/---

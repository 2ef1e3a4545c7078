// Copyright 2025 STARGA Inc.
// Licensed under the Apache License, Version 2.0 (the “License”);
// you may not use this file except in compliance with the License.
// You may obtain a copy of the License at:
//     http://www.apache.org/licenses/LICENSE-2.0
//
// Unless required by applicable law or agreed to in writing, software
// distributed under the License is distributed on an “AS IS” BASIS,
// WITHOUT WARRANTIES OR CONDITIONS OF ANY KIND, either express or implied.
// See the License for the specific language governing permissions and
// limitations under the License.

// Part of the MIND project (Machine Intelligence Native Design).

//! The per-invocation call frame and its execution context.

use std::fmt;
use std::ptr::NonNull;
use std::sync::{Arc, Mutex, MutexGuard, PoisonError};

use crate::attrs::Attributes;
use crate::binding::Binding;
use crate::buffer::TypedBuffer;
use crate::error::{invalid, Result, XcallError};
use crate::stream::Stream;
use crate::types::ShapeDType;

/// Call-frame protocol version produced by this build.
pub const API_VERSION: u32 = 1;

/// Execution platform identity.
///
/// Names are case-insensitive; `cpu` is an alias of `host`.
#[derive(Debug, Clone, PartialEq, Eq, Hash, PartialOrd, Ord)]
pub struct Platform(String);

impl Platform {
    pub const HOST: &'static str = "host";

    pub fn new(name: &str) -> Self {
        let name = name.trim().to_ascii_lowercase();
        if name == "cpu" {
            return Platform(Self::HOST.to_string());
        }
        Platform(name)
    }

    pub fn host() -> Self {
        Platform(Self::HOST.to_string())
    }

    /// Host handlers run synchronously on the calling thread.
    pub fn is_host(&self) -> bool {
        self.0 == Self::HOST
    }

    pub fn as_str(&self) -> &str {
        &self.0
    }
}

impl fmt::Display for Platform {
    fn fmt(&self, f: &mut fmt::Formatter<'_>) -> fmt::Result {
        f.write_str(&self.0)
    }
}

impl From<&str> for Platform {
    fn from(name: &str) -> Self {
        Platform::new(name)
    }
}

/// Temporary workspace memory handed to a handler.
///
/// The dispatcher brackets every invocation with [`ScratchAllocator::enter`]
/// and [`ScratchAllocator::exit`]. An allocation stays valid until the
/// invocation that made it has exited; an allocator shared between calls
/// may only reclaim memory once no invocation is in flight.
pub trait ScratchAllocator: Send + Sync {
    fn allocate(&self, size: usize, align: usize) -> Result<NonNull<u8>>;
    fn enter(&self);
    fn exit(&self);
}

#[derive(Default)]
struct BumpState {
    offset: usize,
    active: usize,
}

/// Bump allocator over one fixed host block.
///
/// The block is rewound when the last in-flight invocation exits.
pub struct HostScratch {
    base: NonNull<u64>,
    words: usize,
    state: Mutex<BumpState>,
}

// SAFETY: the block is owned by `HostScratch` and carved into disjoint
// regions under the offset lock.
unsafe impl Send for HostScratch {}
unsafe impl Sync for HostScratch {}

impl HostScratch {
    pub fn new(capacity: usize) -> Self {
        let words = capacity.div_ceil(8);
        let block: Box<[u64]> = vec![0u64; words].into_boxed_slice();
        let base = NonNull::new(Box::into_raw(block) as *mut u64).unwrap_or(NonNull::dangling());
        Self {
            base,
            words,
            state: Mutex::new(BumpState::default()),
        }
    }

    pub fn capacity(&self) -> usize {
        self.words * 8
    }

    pub fn used(&self) -> usize {
        self.lock().offset
    }

    /// Invocations currently holding the block.
    pub fn active(&self) -> usize {
        self.lock().active
    }

    fn lock(&self) -> MutexGuard<'_, BumpState> {
        self.state.lock().unwrap_or_else(PoisonError::into_inner)
    }
}

impl ScratchAllocator for HostScratch {
    fn allocate(&self, size: usize, align: usize) -> Result<NonNull<u8>> {
        if !align.is_power_of_two() || align > 8 {
            return Err(invalid(format!("unsupported scratch alignment {align}")));
        }
        let mut state = self.lock();
        let start = state.offset.next_multiple_of(align);
        let end = start
            .checked_add(size)
            .filter(|&end| end <= self.capacity())
            .ok_or_else(|| {
                XcallError::OutOfRange(format!(
                    "scratch request of {size} bytes exceeds remaining {} bytes",
                    self.capacity() - state.offset
                ))
            })?;
        state.offset = end;
        // SAFETY: start <= capacity, inside the owned block.
        let ptr = unsafe { (self.base.as_ptr() as *mut u8).add(start) };
        Ok(NonNull::new(ptr).unwrap_or(NonNull::dangling()))
    }

    fn enter(&self) {
        self.lock().active += 1;
    }

    fn exit(&self) {
        let mut state = self.lock();
        state.active = state.active.saturating_sub(1);
        if state.active == 0 {
            state.offset = 0;
        }
    }
}

impl Drop for HostScratch {
    fn drop(&mut self) {
        if self.words == 0 {
            return;
        }
        // SAFETY: reconstructs the box leaked in `new`.
        unsafe {
            let slice = std::ptr::slice_from_raw_parts_mut(self.base.as_ptr(), self.words);
            drop(Box::from_raw(slice));
        }
    }
}

/// Platform identity plus the optional stream and scratch allocator.
#[derive(Clone)]
pub struct ExecutionContext {
    platform: Platform,
    stream: Option<Arc<dyn Stream>>,
    scratch: Option<Arc<dyn ScratchAllocator>>,
}

impl ExecutionContext {
    pub fn new(platform: Platform) -> Self {
        Self {
            platform,
            stream: None,
            scratch: None,
        }
    }

    pub fn host() -> Self {
        Self::new(Platform::host())
    }

    pub fn with_stream(mut self, stream: Arc<dyn Stream>) -> Self {
        self.stream = Some(stream);
        self
    }

    pub fn with_scratch(mut self, scratch: Arc<dyn ScratchAllocator>) -> Self {
        self.scratch = Some(scratch);
        self
    }

    pub fn platform(&self) -> &Platform {
        &self.platform
    }

    pub fn stream(&self) -> Option<&Arc<dyn Stream>> {
        self.stream.as_ref()
    }

    pub fn scratch(&self) -> Option<&Arc<dyn ScratchAllocator>> {
        self.scratch.as_ref()
    }
}

impl fmt::Debug for ExecutionContext {
    fn fmt(&self, f: &mut fmt::Formatter<'_>) -> fmt::Result {
        f.debug_struct("ExecutionContext")
            .field("platform", &self.platform)
            .field("stream", &self.stream.is_some())
            .field("scratch", &self.scratch.is_some())
            .finish()
    }
}

/// Everything one invocation hands to a handler.
///
/// Inputs are read-only; results are pre-allocated to the declared shapes
/// and must all be written by a successful handler.
#[derive(Debug)]
pub struct CallFrame<'a> {
    api_version: u32,
    inputs: Vec<TypedBuffer<'a>>,
    results: Vec<TypedBuffer<'a>>,
    attrs: Attributes,
    ctx: ExecutionContext,
}

impl<'a> CallFrame<'a> {
    pub fn api_version(&self) -> u32 {
        self.api_version
    }

    /// Restamp the frame, e.g. with a configured protocol version.
    pub fn with_api_version(mut self, version: u32) -> Self {
        self.api_version = version;
        self
    }

    pub fn num_inputs(&self) -> usize {
        self.inputs.len()
    }

    pub fn num_results(&self) -> usize {
        self.results.len()
    }

    pub fn input(&self, index: usize) -> Result<&TypedBuffer<'a>> {
        self.inputs.get(index).ok_or_else(|| {
            XcallError::OutOfRange(format!(
                "input {index} requested, frame has {}",
                self.inputs.len()
            ))
        })
    }

    pub fn result(&mut self, index: usize) -> Result<&mut TypedBuffer<'a>> {
        let len = self.results.len();
        self.results.get_mut(index).ok_or_else(|| {
            XcallError::OutOfRange(format!("result {index} requested, frame has {len}"))
        })
    }

    pub fn inputs(&self) -> &[TypedBuffer<'a>] {
        &self.inputs
    }

    pub fn results(&self) -> &[TypedBuffer<'a>] {
        &self.results
    }

    /// Split borrow: inputs read-only, results writable.
    pub fn io_mut(&mut self) -> (&[TypedBuffer<'a>], &mut [TypedBuffer<'a>]) {
        (&self.inputs, &mut self.results)
    }

    pub fn attrs(&self) -> &Attributes {
        &self.attrs
    }

    pub fn ctx(&self) -> &ExecutionContext {
        &self.ctx
    }

    pub(crate) fn parts_mut(
        &mut self,
    ) -> (
        &[TypedBuffer<'a>],
        &mut [TypedBuffer<'a>],
        &Attributes,
        &ExecutionContext,
    ) {
        (&self.inputs, &mut self.results, &self.attrs, &self.ctx)
    }

    /// Erase the buffer borrows.
    ///
    /// # Safety
    ///
    /// Every buffer must outlive all uses of the returned frame.
    pub(crate) unsafe fn into_static(self) -> CallFrame<'static> {
        CallFrame {
            api_version: self.api_version,
            inputs: self.inputs.into_iter().map(|b| b.into_static()).collect(),
            results: self.results.into_iter().map(|b| b.into_static()).collect(),
            attrs: self.attrs,
            ctx: self.ctx,
        }
    }
}

/// Build a frame, validating everything that is known statically.
///
/// When a binding is supplied, attribute presence and types, buffer element
/// types, and required context objects are checked. Declared result shapes
/// must be non-negative and each result buffer must be writable and match
/// its declaration exactly.
pub fn build_frame<'a>(
    binding: Option<&Binding>,
    attrs: Attributes,
    inputs: Vec<TypedBuffer<'a>>,
    declared: &[ShapeDType],
    results: Vec<TypedBuffer<'a>>,
    ctx: ExecutionContext,
) -> Result<CallFrame<'a>> {
    for spec in declared {
        spec.concrete_dims()?;
    }
    if let Some(binding) = binding {
        binding.validate_attrs(&attrs)?;
        let input_types: Vec<_> = inputs.iter().map(TypedBuffer::dtype).collect();
        binding.validate_buffers(&input_types, declared)?;
        binding.validate_context(&ctx)?;
    }
    if results.len() != declared.len() {
        return Err(invalid(format!(
            "{} result buffers supplied for {} declared results",
            results.len(),
            declared.len()
        )));
    }
    for (i, (buf, spec)) in results.iter().zip(declared).enumerate() {
        if !buf.matches(spec) {
            return Err(invalid(format!(
                "result {i} is {}, declared {spec}",
                buf.shape_dtype()
            )));
        }
        if !buf.is_writable() {
            return Err(invalid(format!("result {i} is not writable")));
        }
    }
    Ok(CallFrame {
        api_version: API_VERSION,
        inputs,
        results,
        attrs,
        ctx,
    })
}

/// Reject a frame whose version the handler was not built for.
pub fn check_version(frame: u32, handler: u32, compatible: &[u32]) -> Result<()> {
    if frame == handler || compatible.contains(&handler) {
        return Ok(());
    }
    Err(XcallError::VersionMismatch { frame, handler })
}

\---

An exact copy of the data is needed, running from its first line through the line that holds "fn from(name: &str)", and nothing beyond that.

## YOUR RESPONSE:
repository 2ef1e3a4545c7078
// Copyright 2025 STARGA Inc.
// Licensed under the Apache License, Version 2.0 (the “License”);
// you may not use this file except in compliance with the License.
// You may obtain a copy of the License at:
//     http://www.apache.org/licenses/LICENSE-2.0
//
// Unless required by applicable law or agreed to in writing, software
// distributed under the License is distributed on an “AS IS” BASIS,
// WITHOUT WARRANTIES OR CONDITIONS OF ANY KIND, either express or implied.
// See the License for the specific language governing permissions and
// limitations under the License.

// Part of the MIND project (Machine Intelligence Native Design).

//! The per-invocation call frame and its execution context.

use std::fmt;
use std::ptr::NonNull;
use std::sync::{Arc, Mutex, MutexGuard, PoisonError};

use crate::attrs::Attributes;
use crate::binding::Binding;
use crate::buffer::TypedBuffer;
use crate::error::{invalid, Result, XcallError};
use crate::stream::Stream;
use crate::types::ShapeDType;

/// Call-frame protocol version produced by this build.
pub const API_VERSION: u32 = 1;

/// Execution platform identity.
///
/// Names are case-insensitive; `cpu` is an alias of `host`.
#[derive(Debug, Clone, PartialEq, Eq, Hash, PartialOrd, Ord)]
pub struct Platform(String);

impl Platform {
    pub const HOST: &'static str = "host";

    pub fn new(name: &str) -> Self {
        let name = name.trim().to_ascii_lowercase();
        if name == "cpu" {
            return Platform(Self::HOST.to_string());
        }
        Platform(name)
    }

    pub fn host() -> Self {
        Platform(Self::HOST.to_string())
    }

    /// Host handlers run synchronously on the calling thread.
    pub fn is_host(&self) -> bool {
        self.0 == Self::HOST
    }

    pub fn as_str(&self) -> &str {
        &self.0
    }
}

impl fmt::Display for Platform {
    fn fmt(&self, f: &mut fmt::Formatter<'_>) -> fmt::Result {
        f.write_str(&self.0)
    }
}

impl From<&str> for Platform {
    fn from(name: &str) -> Self {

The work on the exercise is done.